[[ RECORDS FOR THE TASK, beginning ]]

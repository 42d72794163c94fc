use serde::{Deserialize, Serialize};
use std::fmt;
use std::path::{Path, PathBuf};
use std::str::FromStr;

use crate::error::DemuxError;

/// Names of files the pipeline reads or writes inside a run's output directory.
pub const SAMPLE_SHEET: &str = "SampleSheet.csv";
pub const SAMPLE_SHEET_PRE_TAGS: &str = "GNomEx_SampleSheet.csv";
pub const DEMUX_SCRIPT: &str = "demuxer.sh";
pub const RUN_INFO: &str = "RunInfo.xml";

/// Adapter sequences trimmed on MiSeq nano runs.
pub const NEXTERA_ADAPTER: &str = "CTGTCTCTTATACACATCT";
pub const ILLUMINA_ADAPTER: &str = "AGATCGGAAGAGCACACGTCTGAACTCCAGTCAC";

/// Lanes a flowcell can have.
pub const MAX_LANE: u32 = 8;

/// Library preparation types the builder knows how to demultiplex.
#[derive(Debug, Clone, Copy, PartialEq, Eq, Hash, clap::ValueEnum, Serialize, Deserialize)]
pub enum LibraryType {
    #[value(name = "standard")]
    #[serde(rename = "standard")]
    Standard,
    /// 10x Genomics expression / VDJ
    #[value(name = "10x")]
    #[serde(rename = "10x")]
    TenX,
    #[value(name = "10x-atac")]
    #[serde(rename = "10x-atac")]
    TenXAtac,
    /// 10x linked reads (longranger)
    #[value(name = "10x-long")]
    #[serde(rename = "10x-long")]
    TenXLong,
    #[value(name = "patchpcr")]
    #[serde(rename = "patchpcr")]
    PatchPcr,
    /// MiSeq nano, adapter trimmed
    #[value(name = "nano")]
    #[serde(rename = "nano")]
    Nano,
}

impl LibraryType {
    pub const ALL: [LibraryType; 6] = [
        LibraryType::Standard,
        LibraryType::TenX,
        LibraryType::TenXAtac,
        LibraryType::TenXLong,
        LibraryType::PatchPcr,
        LibraryType::Nano,
    ];

    pub fn name(self) -> &'static str {
        match self {
            LibraryType::Standard => "standard",
            LibraryType::TenX => "10x",
            LibraryType::TenXAtac => "10x-atac",
            LibraryType::TenXLong => "10x-long",
            LibraryType::PatchPcr => "patchpcr",
            LibraryType::Nano => "nano",
        }
    }

    pub fn is_tenx(self) -> bool {
        matches!(
            self,
            LibraryType::TenX | LibraryType::TenXAtac | LibraryType::TenXLong
        )
    }

    /// Nano samples are supplied by the user out of band.
    pub fn needs_sample_sheet(self) -> bool {
        self != LibraryType::Nano
    }

    /// Only bcl2fastq-driven sheets carry the IEM `[Header]` block.
    pub fn sheet_preamble(self) -> bool {
        matches!(self, LibraryType::Standard | LibraryType::PatchPcr)
    }

    pub fn requires_bases_mask(self) -> bool {
        self.is_tenx() || self == LibraryType::PatchPcr
    }

    /// Expression/VDJ and linked-read libraries ignore a physically present i5 read.
    pub fn ignores_dual_index(self) -> bool {
        matches!(self, LibraryType::TenX | LibraryType::TenXLong)
    }

    /// Tag table file name, relative to the resources directory.
    pub fn tag_table(self) -> Option<&'static str> {
        match self {
            LibraryType::TenX | LibraryType::TenXLong => Some("10x_tags.tsv"),
            LibraryType::TenXAtac => Some("10x_atac_tags.tsv"),
            _ => None,
        }
    }

    /// Transfer/report template file name, relative to `<resources>/templates`.
    pub fn transfer_template(self) -> &'static str {
        match self {
            LibraryType::Standard | LibraryType::PatchPcr => "standard_transfer.sh",
            LibraryType::TenX | LibraryType::TenXAtac | LibraryType::TenXLong => {
                "10x_transfer.sh"
            }
            LibraryType::Nano => "nano_report.sh",
        }
    }
}

impl fmt::Display for LibraryType {
    fn fmt(&self, f: &mut fmt::Formatter<'_>) -> fmt::Result {
        f.write_str(self.name())
    }
}

impl FromStr for LibraryType {
    type Err = DemuxError;

    fn from_str(s: &str) -> Result<Self, Self::Err> {
        LibraryType::ALL
            .into_iter()
            .find(|t| t.name() == s)
            .ok_or_else(|| DemuxError::UnsupportedType(s.to_string()))
    }
}

#[derive(Debug, Clone, Copy, PartialEq, Eq, Default)]
pub enum AdapterChemistry {
    #[default]
    Illumina,
    Nextera,
}

impl AdapterChemistry {
    pub fn from_nextera_flag(nextera: bool) -> Self {
        if nextera {
            AdapterChemistry::Nextera
        } else {
            AdapterChemistry::Illumina
        }
    }

    pub fn sequence(self) -> &'static str {
        match self {
            AdapterChemistry::Illumina => ILLUMINA_ADAPTER,
            AdapterChemistry::Nextera => NEXTERA_ADAPTER,
        }
    }
}

/// One row of the LIMS export, in query column order.
/// Nullable columns come through as `None`.
#[derive(Debug, Clone, PartialEq, Eq, Default, Serialize, Deserialize)]
pub struct RawRecord {
    pub flowcell: String,
    pub lane: u32,
    pub sample: Option<String>,
    pub genome_build: Option<String>,
    pub barcode: Option<String>,
    pub first_name: Option<String>,
    pub last_name: Option<String>,
    pub request: Option<String>,
    pub barcode_b: Option<String>,
}

/// One data line of the sample sheet.
#[derive(Debug, Clone, Default, PartialEq, Eq, Serialize, Deserialize)]
pub struct ConfigRow {
    #[serde(rename = "Lane")]
    pub lane: u32,
    #[serde(rename = "Sample_ID")]
    pub sample_id: String,
    #[serde(rename = "Sample_Name")]
    pub sample_name: String,
    #[serde(rename = "Sample_Project")]
    pub project: String,
    #[serde(rename = "index", default)]
    pub index1: String,
    #[serde(rename = "index2", default)]
    pub index2: String,
    /// Values of any further sheet columns, in column order.
    #[serde(skip)]
    pub extra: Vec<String>,
}

/// Everything the builder needs about one demultiplexing run.
#[derive(Debug, Clone)]
pub struct DemuxSpec {
    pub run_id: String,
    pub run_folder: PathBuf,
    pub out_dir: PathBuf,
    pub library: LibraryType,
    pub tool_args: Vec<String>,
    pub chemistry: AdapterChemistry,
    pub threads: usize,
}

impl DemuxSpec {
    pub fn new(
        run_id: &str,
        run_folder: &Path,
        out_dir: &Path,
        library: LibraryType,
        tool_args: &[String],
        chemistry: AdapterChemistry,
    ) -> Self {
        Self {
            run_id: run_id.to_string(),
            run_folder: run_folder.to_path_buf(),
            out_dir: out_dir.to_path_buf(),
            library,
            tool_args: tool_args.to_vec(),
            chemistry,
            threads: default_threads(),
        }
    }

    pub fn with_threads(self, threads: usize) -> Self {
        Self {
            threads: threads.max(1),
            ..self
        }
    }

    pub fn sample_sheet(&self) -> PathBuf {
        self.out_dir.join(SAMPLE_SHEET)
    }

    pub fn script_path(&self) -> PathBuf {
        self.out_dir.join(DEMUX_SCRIPT)
    }

    pub fn run_info(&self) -> PathBuf {
        self.run_folder.join(RUN_INFO)
    }
}

/// Logical CPUs minus one reserved core, never below one.
pub fn default_threads() -> usize {
    std::thread::available_parallelism()
        .map(|n| n.get())
        .unwrap_or(2)
        .saturating_sub(1)
        .max(1)
}

#[cfg(test)]
mod tests {
    use super::*;

    #[test]
    fn library_names_round_trip() {
        for t in LibraryType::ALL {
            assert_eq!(t.name().parse::<LibraryType>().unwrap(), t);
        }
    }

    #[test]
    fn unknown_library_is_rejected() {
        let err = "smartseq".parse::<LibraryType>().unwrap_err();
        assert!(matches!(err, DemuxError::UnsupportedType(ref s) if s == "smartseq"));
        assert!(err.to_string().contains("not available"));
    }

    #[test]
    fn tag_tables_only_for_tenx() {
        assert_eq!(LibraryType::TenX.tag_table(), Some("10x_tags.tsv"));
        assert_eq!(LibraryType::TenXLong.tag_table(), Some("10x_tags.tsv"));
        assert_eq!(LibraryType::TenXAtac.tag_table(), Some("10x_atac_tags.tsv"));
        assert_eq!(LibraryType::PatchPcr.tag_table(), None);
        assert!(!LibraryType::TenXAtac.ignores_dual_index());
    }

    #[test]
    fn threads_never_zero() {
        assert!(default_threads() >= 1);
        let spec = DemuxSpec::new(
            "RUN",
            Path::new("/in"),
            Path::new("/out"),
            LibraryType::Standard,
            &[],
            AdapterChemistry::Illumina,
        )
        .with_threads(0);
        assert_eq!(spec.threads, 1);
    }

    #[test]
    fn adapter_by_chemistry() {
        assert_eq!(AdapterChemistry::from_nextera_flag(true).sequence(), NEXTERA_ADAPTER);
        assert_eq!(AdapterChemistry::from_nextera_flag(false).sequence(), ILLUMINA_ADAPTER);
    }
}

[[ RECORDS FOR THE TASK, end ]]

- **EXERCISE PROMPT**
One stretch of the lines above is wanted, from the line that contains "query column order." through the line that contains "Eq, Serialize, Deserialize)]". Output it exactly.

- **SOLUTION FOR THIS TASK**
/// One row of the LIMS export, in query column order.
/// Nullable columns come through as `None`.
#[derive(Debug, Clone, PartialEq, Eq, Default, Serialize, Deserialize)]
pub struct RawRecord {
    pub flowcell: String,
    pub lane: u32,
    pub sample: Option<String>,
    pub genome_build: Option<String>,
    pub barcode: Option<String>,
    pub first_name: Option<String>,
    pub last_name: Option<String>,
    pub request: Option<String>,
    pub barcode_b: Option<String>,
}

/// One data line of the sample sheet.
#[derive(Debug, Clone, Default, PartialEq, Eq, Serialize, Deserialize)]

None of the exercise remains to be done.